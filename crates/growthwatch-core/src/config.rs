use crate::app_config::{AppConfig, Credentials, Environment, SalesforceCredentials, TierToggles};
use crate::ConfigError;

/// Load application configuration from environment variables already in the process.
///
/// `.env` files are not read here; the binary loads them once at startup.
///
/// # Errors
///
/// Returns `ConfigError` if a value is present but invalid.
pub fn load_app_config_from_env() -> Result<AppConfig, ConfigError> {
    build_app_config(|key| std::env::var(key))
}

/// Build application configuration using the provided env-var lookup function.
///
/// The lookup is injected so tests can drive it from a plain `HashMap`.
fn build_app_config<F>(lookup: F) -> Result<AppConfig, ConfigError>
where
    F: Fn(&str) -> Result<String, std::env::VarError>,
{
    use std::path::PathBuf;

    let optional = |var: &str| -> Option<String> {
        lookup(var)
            .ok()
            .map(|v| v.trim().to_string())
            .filter(|v| !v.is_empty())
    };

    let or_default = |var: &str, default: &str| -> String {
        optional(var).unwrap_or_else(|| default.to_string())
    };

    let invalid = |var: &str, reason: String| ConfigError::InvalidEnvVar {
        var: var.to_string(),
        reason,
    };

    let parse_u32 = |var: &str, default: &str| -> Result<u32, ConfigError> {
        or_default(var, default)
            .parse::<u32>()
            .map_err(|e| invalid(var, e.to_string()))
    };

    let parse_u64 = |var: &str, default: &str| -> Result<u64, ConfigError> {
        or_default(var, default)
            .parse::<u64>()
            .map_err(|e| invalid(var, e.to_string()))
    };

    let parse_flag = |var: &str| -> Result<bool, ConfigError> {
        match optional(var) {
            None => Ok(true),
            Some(raw) => parse_bool(&raw).ok_or_else(|| {
                invalid(var, format!("expected true/false/1/0/yes/no, got '{raw}'"))
            }),
        }
    };

    let env = parse_environment(&or_default("GW_ENV", "development"))?;
    let log_level = or_default("GW_LOG_LEVEL", "info");
    let companies_path = PathBuf::from(or_default("GW_COMPANIES_PATH", "./config/companies.yaml"));
    let output_dir = PathBuf::from(or_default("GW_OUTPUT_DIR", "./data/output"));
    let user_agent = or_default("GW_USER_AGENT", "growthwatch/0.1 (growth-intelligence)");

    let request_timeout_secs = parse_u64("GW_REQUEST_TIMEOUT_SECS", "60")?;
    let tier_timeout_secs = parse_u64("GW_TIER_TIMEOUT_SECS", "90")?;
    let tier_max_retries = parse_u32("GW_TIER_MAX_RETRIES", "1")?;
    let retry_backoff_base_ms = parse_u64("GW_RETRY_BACKOFF_BASE_MS", "2000")?;
    let inter_company_delay_secs = parse_u64("GW_INTER_COMPANY_DELAY_SECS", "300")?;
    let news_recency_days = parse_u32("GW_NEWS_RECENCY_DAYS", "365")?;
    let posts_recency_days = parse_u32("GW_POSTS_RECENCY_DAYS", "30")?;
    let run_cron = or_default("GW_RUN_CRON", "0 0 9 1 * *");

    if tier_timeout_secs == 0 {
        return Err(invalid(
            "GW_TIER_TIMEOUT_SECS",
            "must be greater than zero".to_string(),
        ));
    }

    let tiers = TierToggles {
        serpapi: parse_flag("GW_TIER_SERPAPI_ENABLED")?,
        google_cse: parse_flag("GW_TIER_GOOGLE_CSE_ENABLED")?,
        firmable: parse_flag("GW_TIER_FIRMABLE_ENABLED")?,
        firmable_au: parse_flag("GW_TIER_FIRMABLE_AU_ENABLED")?,
        brightdata: parse_flag("GW_TIER_BRIGHTDATA_ENABLED")?,
        browser_worker: parse_flag("GW_TIER_BROWSER_WORKER_ENABLED")?,
        perplexity_linkedin: parse_flag("GW_TIER_PERPLEXITY_LINKEDIN_ENABLED")?,
    };

    // Salesforce credentials are all-or-nothing.
    let sf_vars = [
        "SALESFORCE_CLIENT_ID",
        "SALESFORCE_CLIENT_SECRET",
        "SALESFORCE_USERNAME",
        "SALESFORCE_PASSWORD",
    ];
    let sf_present: Vec<&str> = sf_vars
        .iter()
        .copied()
        .filter(|&v| optional(v).is_some())
        .collect();
    let salesforce = if sf_present.is_empty() {
        None
    } else if let Some(missing) = sf_vars.iter().find(|&&v| optional(v).is_none()) {
        return Err(ConfigError::MissingEnvVar((*missing).to_string()));
    } else {
        Some(SalesforceCredentials {
            login_url: or_default("SALESFORCE_LOGIN_URL", "https://login.salesforce.com"),
            client_id: optional("SALESFORCE_CLIENT_ID").unwrap_or_default(),
            client_secret: optional("SALESFORCE_CLIENT_SECRET").unwrap_or_default(),
            username: optional("SALESFORCE_USERNAME").unwrap_or_default(),
            password: optional("SALESFORCE_PASSWORD").unwrap_or_default(),
            security_token: optional("SALESFORCE_SECURITY_TOKEN").unwrap_or_default(),
        })
    };

    let credentials = Credentials {
        serp_api_key: optional("SERP_API_KEY"),
        google_cse_key: optional("CUSTOM_SEARCH_API_KEY"),
        google_cse_cx: optional("CX_ID"),
        firmable_api_key: optional("FIRMABLE_API_KEY"),
        perplexity_api_key: optional("PERPLEXITY_API_KEY"),
        brightdata_api_key: optional("BRIGHTDATA_API_KEY"),
        browser_worker_url: optional("BROWSER_WORKER_URL"),
        openai_api_key: optional("OPENAI_API_KEY"),
        openai_model: or_default("OPENAI_MODEL", "gpt-4o-mini"),
        salesforce,
    };

    Ok(AppConfig {
        env,
        log_level,
        companies_path,
        output_dir,
        user_agent,
        request_timeout_secs,
        tier_timeout_secs,
        tier_max_retries,
        retry_backoff_base_ms,
        inter_company_delay_secs,
        news_recency_days,
        posts_recency_days,
        run_cron,
        tiers,
        credentials,
    })
}

fn parse_environment(s: &str) -> Result<Environment, ConfigError> {
    match s {
        "development" => Ok(Environment::Development),
        "test" => Ok(Environment::Test),
        "production" => Ok(Environment::Production),
        other => Err(ConfigError::InvalidEnvVar {
            var: "GW_ENV".to_string(),
            reason: format!("unknown environment '{other}'"),
        }),
    }
}

fn parse_bool(raw: &str) -> Option<bool> {
    match raw.to_ascii_lowercase().as_str() {
        "true" | "1" | "yes" | "on" => Some(true),
        "false" | "0" | "no" | "off" => Some(false),
        _ => None,
    }
}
________________________________________
**Brief**.
The answer must be the full listing, restated word for word.

**Response to this task**.
filename crates/growthwatch-core/src/config.rs
use crate::app_config::{AppConfig, Credentials, Environment, SalesforceCredentials, TierToggles};
use crate::ConfigError;

/// Load application configuration from environment variables already in the process.
///
/// `.env` files are not read here; the binary loads them once at startup.
///
/// # Errors
///
/// Returns `ConfigError` if a value is present but invalid.
pub fn load_app_config_from_env() -> Result<AppConfig, ConfigError> {
    build_app_config(|key| std::env::var(key))
}

/// Build application configuration using the provided env-var lookup function.
///
/// The lookup is injected so tests can drive it from a plain `HashMap`.
fn build_app_config<F>(lookup: F) -> Result<AppConfig, ConfigError>
where
    F: Fn(&str) -> Result<String, std::env::VarError>,
{
    use std::path::PathBuf;

    let optional = |var: &str| -> Option<String> {
        lookup(var)
            .ok()
            .map(|v| v.trim().to_string())
            .filter(|v| !v.is_empty())
    };

    let or_default = |var: &str, default: &str| -> String {
        optional(var).unwrap_or_else(|| default.to_string())
    };

    let invalid = |var: &str, reason: String| ConfigError::InvalidEnvVar {
        var: var.to_string(),
        reason,
    };

    let parse_u32 = |var: &str, default: &str| -> Result<u32, ConfigError> {
        or_default(var, default)
            .parse::<u32>()
            .map_err(|e| invalid(var, e.to_string()))
    };

    let parse_u64 = |var: &str, default: &str| -> Result<u64, ConfigError> {
        or_default(var, default)
            .parse::<u64>()
            .map_err(|e| invalid(var, e.to_string()))
    };

    let parse_flag = |var: &str| -> Result<bool, ConfigError> {
        match optional(var) {
            None => Ok(true),
            Some(raw) => parse_bool(&raw).ok_or_else(|| {
                invalid(var, format!("expected true/false/1/0/yes/no, got '{raw}'"))
            }),
        }
    };

    let env = parse_environment(&or_default("GW_ENV", "development"))?;
    let log_level = or_default("GW_LOG_LEVEL", "info");
    let companies_path = PathBuf::from(or_default("GW_COMPANIES_PATH", "./config/companies.yaml"));
    let output_dir = PathBuf::from(or_default("GW_OUTPUT_DIR", "./data/output"));
    let user_agent = or_default("GW_USER_AGENT", "growthwatch/0.1 (growth-intelligence)");

    let request_timeout_secs = parse_u64("GW_REQUEST_TIMEOUT_SECS", "60")?;
    let tier_timeout_secs = parse_u64("GW_TIER_TIMEOUT_SECS", "90")?;
    let tier_max_retries = parse_u32("GW_TIER_MAX_RETRIES", "1")?;
    let retry_backoff_base_ms = parse_u64("GW_RETRY_BACKOFF_BASE_MS", "2000")?;
    let inter_company_delay_secs = parse_u64("GW_INTER_COMPANY_DELAY_SECS", "300")?;
    let news_recency_days = parse_u32("GW_NEWS_RECENCY_DAYS", "365")?;
    let posts_recency_days = parse_u32("GW_POSTS_RECENCY_DAYS", "30")?;
    let run_cron = or_default("GW_RUN_CRON", "0 0 9 1 * *");

    if tier_timeout_secs == 0 {
        return Err(invalid(
            "GW_TIER_TIMEOUT_SECS",
            "must be greater than zero".to_string(),
        ));
    }

    let tiers = TierToggles {
        serpapi: parse_flag("GW_TIER_SERPAPI_ENABLED")?,
        google_cse: parse_flag("GW_TIER_GOOGLE_CSE_ENABLED")?,
        firmable: parse_flag("GW_TIER_FIRMABLE_ENABLED")?,
        firmable_au: parse_flag("GW_TIER_FIRMABLE_AU_ENABLED")?,
        brightdata: parse_flag("GW_TIER_BRIGHTDATA_ENABLED")?,
        browser_worker: parse_flag("GW_TIER_BROWSER_WORKER_ENABLED")?,
        perplexity_linkedin: parse_flag("GW_TIER_PERPLEXITY_LINKEDIN_ENABLED")?,
    };

    // Salesforce credentials are all-or-nothing.
    let sf_vars = [
        "SALESFORCE_CLIENT_ID",
        "SALESFORCE_CLIENT_SECRET",
        "SALESFORCE_USERNAME",
        "SALESFORCE_PASSWORD",
    ];
    let sf_present: Vec<&str> = sf_vars
        .iter()
        .copied()
        .filter(|&v| optional(v).is_some())
        .collect();
    let salesforce = if sf_present.is_empty() {
        None
    } else if let Some(missing) = sf_vars.iter().find(|&&v| optional(v).is_none()) {
        return Err(ConfigError::MissingEnvVar((*missing).to_string()));
    } else {
        Some(SalesforceCredentials {
            login_url: or_default("SALESFORCE_LOGIN_URL", "https://login.salesforce.com"),
            client_id: optional("SALESFORCE_CLIENT_ID").unwrap_or_default(),
            client_secret: optional("SALESFORCE_CLIENT_SECRET").unwrap_or_default(),
            username: optional("SALESFORCE_USERNAME").unwrap_or_default(),
            password: optional("SALESFORCE_PASSWORD").unwrap_or_default(),
            security_token: optional("SALESFORCE_SECURITY_TOKEN").unwrap_or_default(),
        })
    };

    let credentials = Credentials {
        serp_api_key: optional("SERP_API_KEY"),
        google_cse_key: optional("CUSTOM_SEARCH_API_KEY"),
        google_cse_cx: optional("CX_ID"),
        firmable_api_key: optional("FIRMABLE_API_KEY"),
        perplexity_api_key: optional("PERPLEXITY_API_KEY"),
        brightdata_api_key: optional("BRIGHTDATA_API_KEY"),
        browser_worker_url: optional("BROWSER_WORKER_URL"),
        openai_api_key: optional("OPENAI_API_KEY"),
        openai_model: or_default("OPENAI_MODEL", "gpt-4o-mini"),
        salesforce,
    };

    Ok(AppConfig {
        env,
        log_level,
        companies_path,
        output_dir,
        user_agent,
        request_timeout_secs,
        tier_timeout_secs,
        tier_max_retries,
        retry_backoff_base_ms,
        inter_company_delay_secs,
        news_recency_days,
        posts_recency_days,
        run_cron,
        tiers,
        credentials,
    })
}

fn parse_environment(s: &str) -> Result<Environment, ConfigError> {
    match s {
        "development" => Ok(Environment::Development),
        "test" => Ok(Environment::Test),
        "production" => Ok(Environment::Production),
        other => Err(ConfigError::InvalidEnvVar {
            var: "GW_ENV".to_string(),
            reason: format!("unknown environment '{other}'"),
        }),
    }
}

fn parse_bool(raw: &str) -> Option<bool> {
    match raw.to_ascii_lowercase().as_str() {
        "true" | "1" | "yes" | "on" => Some(true),
        "false" | "0" | "no" | "off" => Some(false),
        _ => None,
    }
}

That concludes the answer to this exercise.